--- TASK TO CARRY OUT ---
Would you restate the entries below word for word, starting at the first line and ending with the one that has "#[derive(Debug, Clone, Default)]"?

--- SOURCE DATA ---

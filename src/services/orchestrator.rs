//! The polling orchestrator (§4.10): the single entry point the admin HTTP
//! surface and the background scheduler both call into. Owns the
//! cumulative counters and the long-lived `ErrorAggregator`, and
//! single-flights cycles so two overlapping callers never interleave.

use chrono::{DateTime, Utc};
use parking_lot::Mutex;
use serde::Serialize;
use tokio::sync::Mutex as AsyncMutex;
use tracing::{info, instrument};

use crate::services::error_aggregator::{AggregatorSummary, ErrorAggregator};
use crate::services::poller::{CycleStatistics, CycleStatus, OrderPoller, PollOptions};

#[derive(Debug, Clone, Default)]
struct CumulativeCounters {
    total_polled: u64,
    already_synced: u64,
    newly_synced: u64,
    updated: u64,
    sync_errors: u64,
    last_poll_time: Option<DateTime<Utc>>,
}

#[derive(Debug, Clone, Serialize)]
#[serde(rename_all = "camelCase")]
pub struct StatisticsSnapshot {
    pub total_polled: u64,
    pub already_synced: u64,
    pub newly_synced: u64,
    pub updated: u64,
    pub sync_errors: u64,
    pub last_poll_time: Option<DateTime<Utc>>,
    pub error_summary: AggregatorSummary,
}

#[derive(Debug, Clone, Serialize)]
#[serde(rename_all = "camelCase")]
pub struct ReportStatistics {
    pub total_polled: u32,
    pub already_synced: u32,
    pub newly_synced: u32,
    pub updated: u32,
    pub sync_errors: u32,
    pub success_rate: f64,
}

impl From<&CycleStatistics> for ReportStatistics {
    fn from(s: &CycleStatistics) -> Self {
        ReportStatistics {
            total_polled: s.total_polled,
            already_synced: s.already_synced,
            newly_synced: s.newly_synced,
            updated: s.updated,
            sync_errors: s.sync_errors,
            success_rate: s.success_rate(),
        }
    }
}

/// The `pollAndSync` return value (§6).
#[derive(Debug, Clone, Serialize)]
#[serde(rename_all = "camelCase")]
pub struct Report {
    pub status: &'static str,
    pub timestamp: DateTime<Utc>,
    pub duration_seconds: f64,
    pub message: String,
    pub statistics: ReportStatistics,
    #[serde(skip_serializing_if = "Option::is_none")]
    pub new_order_ids: Option<Vec<String>>,
    #[serde(skip_serializing_if = "Option::is_none")]
    pub error: Option<String>,
}

pub struct PollingOrchestrator {
    poller: OrderPoller,
    aggregator: ErrorAggregator,
    cumulative: Mutex<CumulativeCounters>,
    /// Enforces §5's "no interleaved cycles" rule: a second caller simply
    /// waits for the in-flight cycle to finish rather than running
    /// concurrently.
    single_flight: AsyncMutex<()>,
}

impl PollingOrchestrator {
    pub fn new(poller: OrderPoller) -> Self {
        PollingOrchestrator {
            poller,
            aggregator: ErrorAggregator::new(),
            cumulative: Mutex::new(CumulativeCounters::default()),
            single_flight: AsyncMutex::new(()),
        }
    }

    /// No heavy lifting here by design (§9): the gateway, store, and
    /// executors are constructed in `main` before the orchestrator exists,
    /// so there is no import-time side effect to replicate.
    pub async fn initialize(&self) {
        info!("polling orchestrator initialized");
    }

    pub async fn close(&self) {
        info!("polling orchestrator closed");
    }

    #[instrument(skip(self, opts))]
    pub async fn poll_and_sync(&self, opts: PollOptions) -> Report {
        let _guard = self.single_flight.lock().await;

        let dry_run = opts.dry_run;
        let result = self.poller.poll_and_sync(&opts, &self.aggregator).await;

        {
            let mut cumulative = self.cumulative.lock();
            cumulative.total_polled += result.statistics.total_polled as u64;
            cumulative.already_synced += result.statistics.already_synced as u64;
            cumulative.newly_synced += result.statistics.newly_synced as u64;
            cumulative.updated += result.statistics.updated as u64;
            cumulative.sync_errors += result.statistics.sync_errors as u64;
            cumulative.last_poll_time = Some(Utc::now());
        }

        let status = match result.status {
            CycleStatus::Success => "success",
            CycleStatus::DryRun => "dry_run",
            CycleStatus::Error => "error",
        };

        crate::metrics::record_poll_cycle(
            status,
            result.duration.as_secs_f64(),
            result.statistics.total_polled,
            result.statistics.newly_synced,
            result.statistics.updated,
            result.statistics.sync_errors,
        );
        let message = match result.status {
            CycleStatus::Success => format!(
                "synced {} new, {} updated orders",
                result.statistics.newly_synced, result.statistics.updated
            ),
            CycleStatus::DryRun => format!("dry run: {} orders would be synced", result.statistics.total_polled),
            CycleStatus::Error => result
                .error
                .clone()
                .unwrap_or_else(|| "poll cycle failed".to_string()),
        };

        Report {
            status,
            timestamp: Utc::now(),
            duration_seconds: (result.duration.as_secs_f64() * 100.0).round() / 100.0,
            message,
            statistics: ReportStatistics::from(&result.statistics),
            new_order_ids: if dry_run { Some(result.new_order_ids) } else { None },
            error: result.error,
        }
    }

    pub fn statistics(&self) -> StatisticsSnapshot {
        let cumulative = self.cumulative.lock().clone();
        StatisticsSnapshot {
            total_polled: cumulative.total_polled,
            already_synced: cumulative.already_synced,
            newly_synced: cumulative.newly_synced,
            updated: cumulative.updated,
            sync_errors: cumulative.sync_errors,
            last_poll_time: cumulative.last_poll_time,
            error_summary: self.aggregator.summary(),
        }
    }

    pub fn reset_statistics(&self) {
        *self.cumulative.lock() = CumulativeCounters::default();
        self.aggregator.reset();
    }
}
//! In-memory gateway used by unit and scenario tests.

use async_trait::async_trait;
use parking_lot::Mutex;

use super::StorefrontGateway;
use crate::error::SyncError;
use crate::models::{FetchPage, OrderFilter, StorefrontOrder};

pub struct MockStorefrontGateway {
    pages: Mutex<Vec<FetchPage>>,
    by_id: Mutex<Vec<StorefrontOrder>>,
    pub fail_next: Mutex<Option<SyncError>>,
}

impl MockStorefrontGateway {
    pub fn new(orders: Vec<StorefrontOrder>) -> Self {
        MockStorefrontGateway {
            pages: Mutex::new(vec![FetchPage {
                orders,
                end_cursor: None,
                has_next: false,
            }]),
            by_id: Mutex::new(Vec::new()),
            fail_next: Mutex::new(None),
        }
    }

    pub fn with_pages(pages: Vec<FetchPage>) -> Self {
        MockStorefrontGateway {
            pages: Mutex::new(pages),
            by_id: Mutex::new(Vec::new()),
            fail_next: Mutex::new(None),
        }
    }
}

#[async_trait]
impl StorefrontGateway for MockStorefrontGateway {
    async fn fetch_recent_orders(
        &self,
        _filter: &OrderFilter,
        _page_size: u32,
        _cursor: Option<&str>,
    ) -> Result<FetchPage, SyncError> {
        if let Some(err) = self.fail_next.lock().take() {
            return Err(err);
        }
        let mut pages = self.pages.lock();
        if pages.is_empty() {
            return Ok(FetchPage {
                orders: vec![],
                end_cursor: None,
                has_next: false,
            });
        }
        Ok(pages.remove(0))
    }

    async fn fetch_order_by_id(&self, external_id: &str) -> Result<Option<StorefrontOrder>, SyncError> {
        Ok(self
            .by_id
            .lock()
            .iter()
            .find(|o| o.external_id == external_id)
            .cloned())
    }
}
//! DTOs describing the shape returned by the storefront gateway. These are
//! intentionally flat records rather than `serde_json::Value` grab-bags —
//! the converter only ever touches the named fields below.

use chrono::{DateTime, Utc};
use serde::{Deserialize, Serialize};

use super::money::Money;

#[derive(Debug, Clone, Copy, PartialEq, Eq, Serialize, Deserialize)]
#[serde(rename_all = "SCREAMING_SNAKE_CASE")]
pub enum FinancialStatus {
    Pending,
    Authorized,
    PartiallyPaid,
    Paid,
    PartiallyRefunded,
    Refunded,
    Voided,
}

#[derive(Debug, Clone, PartialEq, Eq, Serialize, Deserialize)]
#[serde(rename_all = "SCREAMING_SNAKE_CASE")]
pub enum FulfillmentStatus {
    Unfulfilled,
    PartiallyFulfilled,
    Fulfilled,
    Restocked,
}

#[derive(Debug, Clone, Copy, PartialEq, Eq, Serialize, Deserialize)]
#[serde(rename_all = "SCREAMING_SNAKE_CASE")]
pub enum TransactionKind {
    Authorization,
    Sale,
    Capture,
    Refund,
    Void,
}

#[derive(Debug, Clone, Copy, PartialEq, Eq, Serialize, Deserialize)]
#[serde(rename_all = "SCREAMING_SNAKE_CASE")]
pub enum TransactionStatus {
    Success,
    Pending,
    Failure,
}

#[derive(Debug, Clone, Serialize, Deserialize)]
pub struct OrderTotals {
    pub total: Money,
    pub subtotal: Money,
    pub tax: Money,
    pub shipping: Money,
    pub discounts: Money,
}

#[derive(Debug, Clone, Serialize, Deserialize)]
pub struct StorefrontCustomer {
    pub id: Option<String>,
    pub email: Option<String>,
    pub first_name: Option<String>,
    pub last_name: Option<String>,
    pub phone: Option<String>,
}

#[derive(Debug, Clone, Default, Serialize, Deserialize)]
pub struct StorefrontAddress {
    pub address1: Option<String>,
    pub address2: Option<String>,
    pub city: Option<String>,
    pub province: Option<String>,
    pub country: Option<String>,
    pub zip: Option<String>,
}

#[derive(Debug, Clone, Serialize, Deserialize)]
pub struct LineItem {
    pub external_id: String,
    pub title: String,
    pub sku: Option<String>,
    pub quantity: i64,
    pub taxable: bool,
    pub unit_price_original: Money,
    pub unit_price_discounted: Money,
    pub variant_id: Option<String>,
    pub product_id: Option<String>,
}

#[derive(Debug, Clone, Serialize, Deserialize)]
pub struct ShippingLine {
    pub title: String,
    pub code: Option<String>,
    pub discounted_price: Money,
}

#[derive(Debug, Clone, Serialize, Deserialize)]
pub struct OrderTransaction {
    pub kind: TransactionKind,
    pub status: TransactionStatus,
    pub test: bool,
    pub amount: Money,
}

#[derive(Debug, Clone, Serialize, Deserialize)]
pub struct StorefrontOrder {
    pub external_id: String,
    pub legacy_id: String,
    pub name: String,
    pub created_at: DateTime<Utc>,
    pub updated_at: DateTime<Utc>,
    pub financial_status: FinancialStatus,
    pub fulfillment_status: Option<FulfillmentStatus>,
    pub cancelled_at: Option<DateTime<Utc>>,
    pub test: bool,
    pub totals: OrderTotals,
    pub customer: Option<StorefrontCustomer>,
    pub billing_address: Option<StorefrontAddress>,
    pub shipping_address: Option<StorefrontAddress>,
    pub line_items: Vec<LineItem>,
    pub shipping_line: Option<ShippingLine>,
    pub transactions: Vec<OrderTransaction>,
}

impl StorefrontOrder {
    /// Extracts the numeric legacy id: prefers `legacyId`, then the digits
    /// at the end of the GID, then `name` with the leading `#` stripped.
    pub fn extract_legacy_id(&self) -> Option<String> {
        if !self.legacy_id.is_empty() {
            return Some(self.legacy_id.clone());
        }
        if let Some(digits) = self.external_id.rsplit('/').next() {
            if !digits.is_empty() && digits.chars().all(|c| c.is_ascii_digit()) {
                return Some(digits.to_string());
            }
        }
        let trimmed = self.name.trim_start_matches('#');
        if !trimmed.is_empty() {
            return Some(trimmed.to_string());
        }
        None
    }
}

/// Structured predicate passed to `fetchRecentOrders`.
#[derive(Debug, Clone)]
pub struct OrderFilter {
    pub updated_at_min: DateTime<Utc>,
    pub financial_statuses: Option<Vec<FinancialStatus>>,
    pub fulfillment_statuses: Option<Vec<FulfillmentStatus>>,
    pub include_test_orders: bool,
}

#[derive(Debug, Clone)]
pub struct FetchPage {
    pub orders: Vec<StorefrontOrder>,
    pub end_cursor: Option<String>,
    pub has_next: bool,
}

--- EXPECTED ANSWER ---
filename src/services/orchestrator.rs
//! The polling orchestrator (§4.10): the single entry point the admin HTTP
//! surface and the background scheduler both call into. Owns the
//! cumulative counters and the long-lived `ErrorAggregator`, and
//! single-flights cycles so two overlapping callers never interleave.

use chrono::{DateTime, Utc};
use parking_lot::Mutex;
use serde::Serialize;
use tokio::sync::Mutex as AsyncMutex;
use tracing::{info, instrument};

use crate::services::error_aggregator::{AggregatorSummary, ErrorAggregator};
use crate::services::poller::{CycleStatistics, CycleStatus, OrderPoller, PollOptions};

#[derive(Debug, Clone, Default)]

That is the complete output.